*Your assignment*. Exactly the line that contains "pub mod session;" and the lines following it to the end of the data are to be reproduced, and nothing more.

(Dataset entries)
───

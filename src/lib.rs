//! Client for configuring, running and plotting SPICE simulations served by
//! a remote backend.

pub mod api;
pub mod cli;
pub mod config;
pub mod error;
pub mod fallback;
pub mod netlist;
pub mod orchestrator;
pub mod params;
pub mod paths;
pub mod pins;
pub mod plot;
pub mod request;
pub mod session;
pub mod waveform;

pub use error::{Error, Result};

───

*Expected answer*.
pub mod session;
pub mod waveform;

pub use error::{Error, Result};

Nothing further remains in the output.